THE PROBLEM.
Lines with the word "DitherSource" are the answer; copy each of them from the data below.

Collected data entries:
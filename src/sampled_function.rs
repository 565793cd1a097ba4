//! A two-level segmented sample array.
//!
//! Rather than one contiguous allocation per channel, samples are held in
//! fixed-size power-of-two segments so a very long channel never demands a
//! single huge allocation up front; see `DESIGN.md` for the segment-length
//! rule.

use super::errors::EditorError;
use super::sample::{SampleElement, SampleType};

/// A logical sequence of samples of element type `T`, stored as
/// `segmentCount` segments of `segmentLen` elements each.
///
/// `segmentLen` is a power of two, fixed for the life of the function, so
/// indexing decomposes `i` into `(i / segmentLen, i % segmentLen)` with a
/// shift and a mask rather than a division.
#[derive(Debug, Clone)]
pub struct SampledFunction<T: SampleElement> {
    segment_len: usize,
    total_len: usize,
    segments: Vec<Vec<T>>,
}

const MAX_SEGMENT_LEN: usize = 1 << 24;

fn largest_power_of_two_leq(n: usize) -> usize {
    if n == 0 {
        1
    } else {
        1usize << (usize::BITS - 1 - n.leading_zeros())
    }
}

impl<T: SampleElement> SampledFunction<T> {
    /// Allocate a function of `total_len` elements, all initialized to
    /// [`SampleElement::zero`]. `segmentLen` is the largest power-of-two
    /// `<= min(total_len, 2^24)`.
    pub fn allocate(total_len: usize) -> Result<Self, EditorError> {
        if total_len == 0 {
            return Ok(Self { segment_len: 1, total_len: 0, segments: vec![] });
        }

        let segment_len = largest_power_of_two_leq(total_len.min(MAX_SEGMENT_LEN));
        let segment_count = (total_len + segment_len - 1) / segment_len;

        let mut segments = Vec::new();
        segments.try_reserve(segment_count).map_err(|_| EditorError::OutOfMemory)?;

        for _ in 0..segment_count {
            let mut segment = Vec::new();
            segment.try_reserve(segment_len).map_err(|_| EditorError::OutOfMemory)?;
            segment.resize(segment_len, T::zero());
            segments.push(segment);
        }

        Ok(Self { segment_len, total_len, segments })
    }

    pub fn len(&self) -> usize {
        self.total_len
    }

    pub fn is_empty(&self) -> bool {
        self.total_len == 0
    }

    pub fn segment_len(&self) -> usize {
        self.segment_len
    }

    /// The element precision this function is instantiated over.
    pub fn sample_type(&self) -> SampleType {
        T::TYPE
    }

    fn decompose(&self, i: usize) -> (usize, usize) {
        (i / self.segment_len, i % self.segment_len)
    }

    pub fn get(&self, i: usize) -> T {
        let (seg, off) = self.decompose(i);
        self.segments[seg][off]
    }

    pub fn set(&mut self, i: usize, v: T) {
        let (seg, off) = self.decompose(i);
        self.segments[seg][off] = v;
    }

    /// Returns a new function of length `hi - lo` holding a copy of
    /// `self[lo..hi)`. Used to snapshot pre-modification samples.
    pub fn partial_clone(&self, lo: usize, hi: usize) -> Result<Self, EditorError> {
        if lo > hi || hi > self.total_len {
            return Err(EditorError::InvalidRange { from: lo, to: hi, len: self.total_len });
        }
        let mut out = Self::allocate(hi - lo)?;
        for (dst, src) in (lo..hi).enumerate() {
            out.set(dst, self.get(src));
        }
        Ok(out)
    }

    /// Bulk-copy `count` elements from `src[src_start..]` into
    /// `dst[dst_start..]`, crossing segment boundaries freely.
    pub fn copy_samples(
        dst: &mut Self,
        src: &Self,
        src_start: usize,
        dst_start: usize,
        count: usize,
    ) -> Result<(), EditorError> {
        if src_start + count > src.total_len {
            return Err(EditorError::InvalidRange { from: src_start, to: src_start + count, len: src.total_len });
        }
        if dst_start + count > dst.total_len {
            return Err(EditorError::InvalidRange { from: dst_start, to: dst_start + count, len: dst.total_len });
        }
        for i in 0..count {
            dst.set(dst_start + i, src.get(src_start + i));
        }
        Ok(())
    }

    /// Stride-sampled minimum over `[lo, hi)`, comparing magnitude for
    /// complex elements but returning the original value. `None` on an
    /// empty range (the `+inf` identity).
    pub fn get_min(&self, lo: usize, hi: usize, step: usize) -> Option<T> {
        self.extremum(lo, hi, step, |a, b| a < b)
    }

    /// Stride-sampled maximum; `None` on an empty range (the `-inf`
    /// identity).
    pub fn get_max(&self, lo: usize, hi: usize, step: usize) -> Option<T> {
        self.extremum(lo, hi, step, |a, b| a > b)
    }

    fn extremum(&self, lo: usize, hi: usize, step: usize, better: impl Fn(f64, f64) -> bool) -> Option<T> {
        let step = step.max(1);
        let hi = hi.min(self.total_len);
        if lo >= hi {
            return None;
        }

        let mut best: Option<(T, f64)> = None;
        let mut i = lo;
        while i < hi {
            let v = self.get(i);
            let mag = v.magnitude();
            best = match best {
                Some((_, best_mag)) if !better(mag, best_mag) => best,
                _ => Some((v, mag)),
            };
            i += step;
        }
        best.map(|(v, _)| v)
    }
}

/// A view of a complex function as its equivalent real function of twice
/// the length, interleaving real/imaginary parts.
///
/// Rather than an `unsafe` pointer-cast over a `#[repr(C)]` pair, this
/// resolves `get(i)` through [`SampleElement::to_real_parts`]: it never
/// copies or allocates, but doesn't rely on `Complex<F>`'s layout being a
/// stable API guarantee. See `DESIGN.md` for why.
pub struct ComplexAsRealView<'a, T: SampleElement> {
    inner: &'a SampledFunction<T>,
}

impl<'a, T: SampleElement> ComplexAsRealView<'a, T> {
    pub fn len(&self) -> usize {
        self.inner.len() * 2
    }

    pub fn is_empty(&self) -> bool {
        self.inner.is_empty()
    }

    pub fn get(&self, i: usize) -> f64 {
        let (re, im) = self.inner.get(i / 2).to_real_parts();
        if i % 2 == 0 {
            re
        } else {
            im
        }
    }
}

impl<T: SampleElement> SampledFunction<T> {
    /// See [`ComplexAsRealView`].
    pub fn read_complex_as_real(&self) -> ComplexAsRealView<'_, T> {
        ComplexAsRealView { inner: self }
    }
}

#[cfg(test)]
mod tests {
    use super::*;

    #[test]
    fn allocate_zero_fills() {
        let f = SampledFunction::<f64>::allocate(10).unwrap();
        assert_eq!(f.len(), 10);
        for i in 0..10 {
            assert_eq!(f.get(i), 0.0);
        }
    }

    #[test]
    fn set_and_get_round_trip_across_segments() {
        let mut f = SampledFunction::<f64>::allocate(1000).unwrap();
        for i in 0..1000 {
            f.set(i, i as f64);
        }
        for i in 0..1000 {
            assert_eq!(f.get(i), i as f64);
        }
    }

    #[test]
    fn partial_clone_copies_the_requested_range() {
        let mut f = SampledFunction::<f64>::allocate(100).unwrap();
        for i in 0..100 {
            f.set(i, i as f64);
        }
        let clone = f.partial_clone(10, 20).unwrap();
        assert_eq!(clone.len(), 10);
        assert_eq!(clone.get(0), 10.0);
        assert_eq!(clone.get(9), 19.0);
    }

    #[test]
    fn get_min_max_use_magnitude_but_return_original_value() {
        use num_complex::Complex;
        let mut f = SampledFunction::<Complex<f64>>::allocate(3).unwrap();
        f.set(0, Complex::new(1.0, 0.0));
        f.set(1, Complex::new(-5.0, 0.0));
        f.set(2, Complex::new(2.0, 0.0));
        assert_eq!(f.get_max(0, 3, 1), Some(Complex::new(-5.0, 0.0)));
        assert_eq!(f.get_min(0, 3, 1), Some(Complex::new(1.0, 0.0)));
    }

    #[test]
    fn empty_range_returns_none() {
        let f = SampledFunction::<f64>::allocate(10).unwrap();
        assert_eq!(f.get_min(5, 5, 1), None);
    }

    #[test]
    fn complex_as_real_view_interleaves_parts() {
        use num_complex::Complex;
        let mut f = SampledFunction::<Complex<f64>>::allocate(2).unwrap();
        f.set(0, Complex::new(1.0, 2.0));
        f.set(1, Complex::new(3.0, 4.0));
        let view = f.read_complex_as_real();
        assert_eq!(view.len(), 4);
        assert_eq!(view.get(0), 1.0);
        assert_eq!(view.get(1), 2.0);
        assert_eq!(view.get(2), 3.0);
        assert_eq!(view.get(3), 4.0);
    }
}
//! PCM quantization dither.
//!
//! Only the dither RNG is genuinely process-lifetime state, so it gets an
//! explicit init call rather than living behind a `static`: `rand`'s
//! non-thread-local `SmallRng` lets the seed be threaded explicitly through
//! a `FileEditor`.

use rand::rngs::SmallRng;
use rand::{Rng, SeedableRng};

/// A dither source producing uniformly-distributed noise in `[-0.5, 0.5)`
/// LSBs, seeded explicitly rather than from thread-local entropy.
#[derive(Debug, Clone)]
pub struct DitherSource {
    rng: SmallRng,
}

impl DitherSource {
    /// Seed from the OS entropy source, for normal editor use.
    pub fn new() -> Self {
        DitherSource { rng: SmallRng::from_entropy() }
    }

    /// Seed deterministically, for reproducible tests.
    pub fn from_seed(seed: u64) -> Self {
        DitherSource { rng: SmallRng::seed_from_u64(seed) }
    }

    /// One dither sample in `[-0.5, 0.5)`.
    pub fn next_lsb(&mut self) -> f64 {
        self.rng.gen_range(-0.5..0.5)
    }
}

impl Default for DitherSource {
    fn default() -> Self {
        Self::new()
    }
}

#[cfg(test)]
mod tests {
    use super::*;

    #[test]
    fn dither_stays_within_one_lsb() {
        let mut d = DitherSource::from_seed(42);
        for _ in 0..1000 {
            let v = d.next_lsb();
            assert!((-0.5..0.5).contains(&v));
        }
    }

    #[test]
    fn same_seed_is_reproducible() {
        let mut a = DitherSource::from_seed(7);
        let mut b = DitherSource::from_seed(7);
        for _ in 0..16 {
            assert_eq!(a.next_lsb(), b.next_lsb());
        }
    }
}
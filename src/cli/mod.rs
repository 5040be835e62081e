//! Command-line interface for the `routewarden-lint` binary.

mod commands;

pub use commands::{run_cli, Cli, Commands, ReportFormat};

FINISHED TASK.
pub struct DitherSource {
impl DitherSource {
        DitherSource { rng: SmallRng::from_entropy() }
        DitherSource { rng: SmallRng::seed_from_u64(seed) }
impl Default for DitherSource {
        let mut d = DitherSource::from_seed(42);
        let mut a = DitherSource::from_seed(7);
        let mut b = DitherSource::from_seed(7);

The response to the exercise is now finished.